Specifically, your rank-reduced approximation of $\mathbf{A}$ will include only those singular values $\{\sigma_1, \ldots, \sigma_r\}$ that satisfy this inequality:
\begin{equation}
\left({\textstyle\sum_{i=1}^r \sigma^2_i} \Big/ {\textstyle\sum_{j=1}^k \sigma^2_j}\right) \leq R~.
\end{equation}
Your rank-reduced $\mathbf{\hat{A}} = \mathbf{U} \mathbf{\hat{\Sigma}} \mathbf{V}^{\text{T}}$ has $\mathbf{\hat{\Sigma}} = \text{diag}(\sigma_1, \ldots, \sigma_r, 0, \ldots, 0)$ and can be used to solve
\begin{equation}
\label{eq:svddeblur}
\mathbf{x} = \mathbf{\hat{A}}^{-1} \mathbf{b} = \mathbf{V} \mathbf{\hat{\Sigma}}^{-1} \mathbf{U}^{\text{T}} \mathbf{b}~.
\end{equation}
Here, we assume that $r < k$ (i.e., $R < 1$), otherwise the degree to which $\mathbf{\hat{\Sigma}}$ is zero-padded would differ.

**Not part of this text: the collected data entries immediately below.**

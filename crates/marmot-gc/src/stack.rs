//! Conservative stack-scan support.
//!
//! The collector scans the native stack between a base captured at startup
//! and the current stack top. Neither bound needs to be exact: the base only
//! has to sit above every mutator frame that can hold a managed pointer, and
//! the top below them. Before the scan runs, callee-saved register state must
//! be committed to the stack; [`Collector::mark`](crate::Collector::mark)
//! achieves that by reaching the scan through an opaque function pointer the
//! optimizer cannot inline through.

/// Returns an address inside the current stack frame.
///
/// The result is a scan bound, never dereferenced as a typed pointer. Marked
/// `inline(always)` so the frame it reports belongs to the caller.
#[inline(always)]
pub fn approximate_stack_pointer() -> *const u8 {
    let slot: usize = 0;
    std::hint::black_box(std::ptr::addr_of!(slot)) as *const u8
}

#[cfg(test)]
mod tests {
    use super::*;

    #[test]
    fn deeper_frames_sit_below_shallower_ones() {
        #[inline(never)]
        fn deeper() -> usize {
            approximate_stack_pointer() as usize
        }

        let here = approximate_stack_pointer() as usize;
        let below = deeper();
        // The stack grows towards smaller addresses on every supported
        // target.
        assert!(below < here);
    }
}
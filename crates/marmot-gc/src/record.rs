//! Block record layout.

use std::alloc::{self, Layout};
use std::ptr;

/// Finalizer invoked with the block address immediately before the block's
/// raw memory is released. Runs at most once per record.
///
/// # Safety
///
/// Finalizers run during the sweep walk while the allocation index is being
/// iterated and partially mutated. They must not call back into the collector
/// (allocate, free, collect) and must not assume any ordering between blocks
/// reclaimed in the same cycle.
pub type Finalizer = unsafe fn(*mut u8);

/// Record tag bits.
///
/// A record can temporarily be tagged as "marked" as part of the mark-sweep
/// cycle, or as a "root" which is traced on every cycle regardless of stack
/// reachability.
pub mod tags {
    /// Untagged.
    pub const NONE: u8 = 0x0;
    /// Pinned; traced as a root on every cycle.
    pub const ROOT: u8 = 0x1;
    /// Reachable in the current cycle; cleared on records that survive a sweep.
    pub const MARK: u8 = 0x2;
}

/// Metadata for one live managed block.
///
/// Records are chained per hash bucket (separate chaining) and individually
/// heap-allocated so that metadata exhaustion is observable as a failed
/// insert rather than an abort.
pub(crate) struct BlockRecord {
    /// The pointer handed to the mutator. Hash key; immutable for the
    /// record's life.
    pub(crate) address: *mut u8,
    /// Payload length in bytes.
    pub(crate) size: usize,
    /// Bitset over [`tags`].
    pub(crate) tag: u8,
    /// Optional cleanup callback.
    pub(crate) finalizer: Option<Finalizer>,
    /// Next record in the same bucket.
    pub(crate) next: *mut BlockRecord,
}

impl BlockRecord {
    /// Allocates and initialises a record. Returns null on metadata
    /// allocation failure.
    pub(crate) fn create(
        address: *mut u8,
        size: usize,
        finalizer: Option<Finalizer>,
    ) -> *mut BlockRecord {
        let layout = Layout::new::<BlockRecord>();
        // SAFETY: the layout has non-zero size.
        let raw = unsafe { alloc::alloc(layout) } as *mut BlockRecord;
        if raw.is_null() {
            return raw;
        }
        // SAFETY: `raw` is non-null, properly aligned and uninitialised.
        unsafe {
            raw.write(BlockRecord {
                address,
                size,
                tag: tags::NONE,
                finalizer,
                next: ptr::null_mut(),
            });
        }
        raw
    }

    /// Releases a record's own memory. Does not touch the managed block the
    /// record describes.
    ///
    /// # Safety
    ///
    /// `record` must have come from [`BlockRecord::create`] and must already
    /// be unlinked from its bucket chain.
    pub(crate) unsafe fn destroy(record: *mut BlockRecord) {
        let layout = Layout::new::<BlockRecord>();
        // All fields are Copy; no drop glue required.
        // SAFETY: `record` was allocated with this exact layout.
        unsafe { alloc::dealloc(record as *mut u8, layout) }
    }
}

#[cfg(test)]
mod tests {
    use super::*;

    unsafe fn noop_finalizer(_ptr: *mut u8) {}

    #[test]
    fn record_starts_untagged_and_unlinked() {
        let mut payload = 5i32;
        let address = &mut payload as *mut i32 as *mut u8;
        let record = BlockRecord::create(address, 4, Some(noop_finalizer));
        assert!(!record.is_null());
        // SAFETY: freshly created record.
        unsafe {
            assert_eq!((*record).address, address);
            assert_eq!((*record).size, 4);
            assert_eq!((*record).tag, tags::NONE);
            assert_eq!((*record).finalizer, Some(noop_finalizer as Finalizer));
            assert!((*record).next.is_null());
            BlockRecord::destroy(record);
        }
    }

    #[test]
    fn tag_bits_compose() {
        let record = BlockRecord::create(std::ptr::null_mut(), 0, None);
        // SAFETY: freshly created record.
        unsafe {
            (*record).tag |= tags::ROOT;
            (*record).tag |= tags::MARK;
            assert_eq!((*record).tag, tags::ROOT | tags::MARK);
            (*record).tag &= !tags::MARK;
            assert_eq!((*record).tag, tags::ROOT);
            BlockRecord::destroy(record);
        }
    }
}
#[cfg(test)]
mod tests {
    use super::*;

    fn test_collector() -> Collector {
        // The tests below never scan the stack, so a null base is fine.
        Collector::new(std::ptr::null())
    }

    #[test]
    fn config_defaults_survive_sanitizing() {
        let config = GcConfig::default().sanitized();
        assert_eq!(config.initial_capacity, 1024);
        assert_eq!(config.min_capacity, 1024);
        assert_eq!(config.downsize_factor, 0.2);
        assert_eq!(config.upsize_factor, 0.8);
        assert_eq!(config.sweep_factor, 0.5);
    }

    #[test]
    fn non_positive_knobs_fall_back_to_defaults() {
        let config = GcConfig {
            initial_capacity: 0,
            min_capacity: 0,
            downsize_factor: -1.0,
            upsize_factor: 0.0,
            sweep_factor: -0.5,
        }
        .sanitized();
        assert_eq!(config.initial_capacity, 1024);
        assert_eq!(config.min_capacity, 1024);
        assert_eq!(config.downsize_factor, 0.2);
        assert_eq!(config.upsize_factor, 0.8);
        assert_eq!(config.sweep_factor, 0.5);
    }

    #[test]
    fn collector_starts_enabled() {
        let mut gc = test_collector();
        assert!(gc.is_enabled());
        gc.disable();
        assert!(!gc.is_enabled());
        gc.enable();
        assert!(gc.is_enabled());
    }

    #[test]
    fn alloc_registers_and_free_unregisters() {
        let mut gc = test_collector();
        let ptr = gc.alloc(16).expect("allocation failed");
        assert_eq!(gc.live_blocks(), 1);
        assert_eq!(gc.block_size(ptr), Some(16));
        gc.free(ptr);
        assert_eq!(gc.live_blocks(), 0);
        assert_eq!(gc.block_size(ptr), None);
    }

    #[test]
    fn zeroed_allocation_with_zero_count_is_plain_malloc() {
        let mut gc = test_collector();
        let ptr = gc.alloc_zeroed(0, 42).expect("allocation failed");
        assert_eq!(gc.block_size(ptr), Some(42));
        gc.free(ptr);
    }

    #[test]
    fn free_of_unknown_pointer_is_ignored() {
        let mut gc = test_collector();
        let mut local = 0usize;
        gc.free(&mut local as *mut usize as *mut u8);
        gc.free(std::ptr::null_mut());
        assert_eq!(gc.live_blocks(), 0);
    }

    #[test]
    fn drop_releases_everything() {
        let mut gc = test_collector();
        gc.disable();
        for _ in 0..8 {
            gc.alloc(32).expect("allocation failed");
        }
        assert_eq!(gc.live_blocks(), 8);
        // Drop runs the shutdown sweep; nothing to assert beyond not
        // crashing under the allocator.
    }
}
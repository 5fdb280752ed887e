use chrono::Local;
use once_cell::sync::Lazy;
use std::fs::OpenOptions;
use std::io::{self, Write};
use std::path::Path;
use std::sync::{Mutex, PoisonError};

/// Environment variable holding the initial log file path
pub const LOG_FILE_ENV: &str = "CLOSER_LOG_FILE";

/// Global log file path protected by Mutex
///
/// Seeded from `CLOSER_LOG_FILE` on first use.
/// When None, logs go to stdout.
pub static LOG_FILE: Lazy<Mutex<Option<String>>> = Lazy::new(|| {
    let path = std::env::var(LOG_FILE_ENV)
        .ok()
        .filter(|p| !p.trim().is_empty());
    Mutex::new(path)
});

/// Logs a message with timestamp to the configured output
///
/// # Arguments
/// * `message` - The message to log
///
/// # Returns
/// * `io::Result<()>` - Ok on success, Err if writing fails
pub fn log(message: &str) -> io::Result<()> {
    log_with_source(message, None)
}

/// Logs a message with timestamp and optional source tag
///
/// The tag identifies the callback or listener that produced the record,
/// e.g. `[callback #2 db]` or `[signals]`.
///
/// # Arguments
/// * `message` - The message to log
/// * `source` - Optional source tag
pub fn log_with_source(message: &str, source: Option<&str>) -> io::Result<()> {
    let timestamp = Local::now().format("%Y-%m-%d %H:%M:%S").to_string();
    let log_message = match source {
        Some(src) => format!("{} [{}] {}\n", timestamp, src, message),
        None => format!("{} {}\n", timestamp, message),
    };

    let guard = LOG_FILE.lock().unwrap_or_else(PoisonError::into_inner);
    match &*guard {
        Some(log_file) => {
            let mut file = OpenOptions::new()
                .create(true)
                .append(true)
                .open(log_file)?;
            file.write_all(log_message.as_bytes())?;
        }
        None => {
            let stdout = io::stdout();
            let mut out = stdout.lock();
            out.write_all(log_message.as_bytes())?;
        }
    }

    Ok(())
}

/// Sets the path for the log file
///
/// Subsequent calls to `log` append to this file.
pub fn set_log_file<P: AsRef<Path>>(path: P) {
    let path_str = path.as_ref().to_string_lossy().into_owned();
    *LOG_FILE.lock().unwrap_or_else(PoisonError::into_inner) = Some(path_str);
}

/// Routes log records back to stdout
pub fn clear_log_file() {
    *LOG_FILE.lock().unwrap_or_else(PoisonError::into_inner) = None;
}
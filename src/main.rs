use closer::{cli, log, parse_config, set_log_file, Closer, Config, PROGRAM_NAME, PROGRAM_VERSION};
use std::io;
use std::process;
use std::thread;
use std::time::Duration;

fn main() {
    let args = cli::parse_args();

    let config = match &args.config_file {
        Some(path) => match parse_config(path) {
            Ok(config) => Some(config),
            Err(e) => {
                eprintln!("Error loading config file {}: {}", path, e);
                process::exit(1);
            }
        },
        None => None,
    };

    // Command line wins over the config file; set before any record is written
    let log_file = args
        .log_file
        .clone()
        .or_else(|| config.as_ref().and_then(|c| c.log_file.clone()));
    if let Some(log_file) = log_file {
        set_log_file(log_file);
    }

    // A config file brings its own signal set, otherwise the process-wide
    // closer with SIGINT/SIGTERM is used
    let (closer, signals) = match &config {
        Some(config) => match Closer::from_config(config) {
            Ok(closer) => (closer, config.signals.clone()),
            Err(e) => {
                eprintln!("Error setting up shutdown handling: {}", e);
                process::exit(1);
            }
        },
        None => {
            closer::init();
            (closer::global().clone(), Config::default().signals)
        }
    };

    closer.register_named("flush-buffers", || -> io::Result<()> {
        thread::sleep(Duration::from_millis(200));
        let _ = log("Buffers flushed");
        Ok(())
    });
    closer.register_named("close-pool", || -> io::Result<()> {
        let _ = log("Connection pool closed");
        Ok(())
    });
    if args.fail {
        closer.register_named("failing", || -> io::Result<()> {
            Err(io::Error::new(io::ErrorKind::Other, "demo failure"))
        });
    }

    let _ = log(&format!(
        "{} {} waiting for {:?} (PID {})",
        PROGRAM_NAME,
        PROGRAM_VERSION,
        signals,
        process::id()
    ));
    if signals.is_empty() {
        let _ = log("No signals configured, shutting down right away");
        closer.trigger();
    }

    closer.wait();
    let _ = log("Shutdown complete");
}
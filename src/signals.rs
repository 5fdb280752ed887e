//! Bridge from OS termination signals to `Closer::trigger`
//!
//! One listener thread per closer. The first matching signal closes the
//! subscription, re-arms the default action for the whole set and triggers
//! shutdown. A second signal therefore terminates the process even while a
//! callback hangs. Which of the signals arrived only shows up in the log.

use crate::closer::Closer;
use crate::logging::log_with_source;

use libc::c_int;
use nix::sys::signal::Signal;
use signal_hook::consts::FORBIDDEN;
use signal_hook::flag;
use signal_hook::iterator::Signals;
use std::io;
use std::sync::atomic::{AtomicBool, Ordering};
use std::sync::Arc;
use std::thread;

/// Printable name of a signal number
pub fn signal_name(sig: c_int) -> String {
    match Signal::try_from(sig) {
        Ok(signal) => signal.as_str().to_string(),
        Err(_) => format!("signal {}", sig),
    }
}

/// Subscribes to `sigs` and spawns the listener thread
///
/// The subscription is in place when this returns, so a signal delivered
/// right afterwards is not lost even if the thread has not started yet.
///
/// # Errors
/// - Signals that cannot be handled (SIGKILL, SIGSTOP)
/// - Registration or thread spawn failure
pub(crate) fn spawn_listener(closer: Closer, sigs: &[c_int]) -> io::Result<()> {
    if let Some(sig) = sigs.iter().find(|s| FORBIDDEN.contains(*s)) {
        return Err(io::Error::new(
            io::ErrorKind::InvalidInput,
            format!("{} cannot be handled", signal_name(*sig)),
        ));
    }

    // Default action is restored for every signal of the set once armed
    let armed = Arc::new(AtomicBool::new(false));
    for sig in sigs {
        flag::register_conditional_default(*sig, Arc::clone(&armed))?;
    }

    let mut signals = Signals::new(sigs)?;
    let handle = signals.handle();
    let names: Vec<String> = sigs.iter().map(|s| signal_name(*s)).collect();

    thread::Builder::new()
        .name("closer-signals".to_string())
        .spawn(move || {
            let received = signals.forever().next();

            // Unsubscribe before running callbacks; further deliveries
            // take the default action
            armed.store(true, Ordering::SeqCst);
            handle.close();
            drop(signals);

            if let Some(sig) = received {
                let _ = log_with_source(
                    &format!("Received {}, starting graceful shutdown", signal_name(sig)),
                    Some("signals"),
                );
                closer.trigger();
            }
        })?;

    let _ = log_with_source(
        &format!("Listening for {}", names.join(", ")),
        Some("signals"),
    );

    Ok(())
}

Keep in mind that, while implementing Equation \ref{eq:svddeblur} as-is will not lead to incorrect results, there are several avenues for optimizing its performance without sacrificing any accuracy -- in fact, some optimizations may _improve_ the numerics of the solution.
\newpage
!!! warning:
**Deliverable 6 [25%]** SVD Deblurring: Complete the implementation of `DeblurImageSVD` which takes as input the SVD factors of a blur matrix (computed outside the function), the blurred (and potentially noisy) input image, the amount of energy $R$ to retain in the rank-reduced reconstruction of the blur matrix, and returns the deblurred image as in Equation \ref{eq:svddeblur}.
!!! tip:
Some notes:
• Computing the SVD is expensive. You may want to implement a caching scheme in your test code using `numpy.save` and `numpy.load`
• Do your rank-reduced image deblurring results _require_ additional explicit regularization? You don't have to actually answer this in your solution, but it's worthwhile reflecting on.
# You're Done!
Congratulations, you've completed the 3rd assignment. Review the submission procedures and guidelines at the start of the Assignment 0 handout before submitting your `Python` script file assignment solution.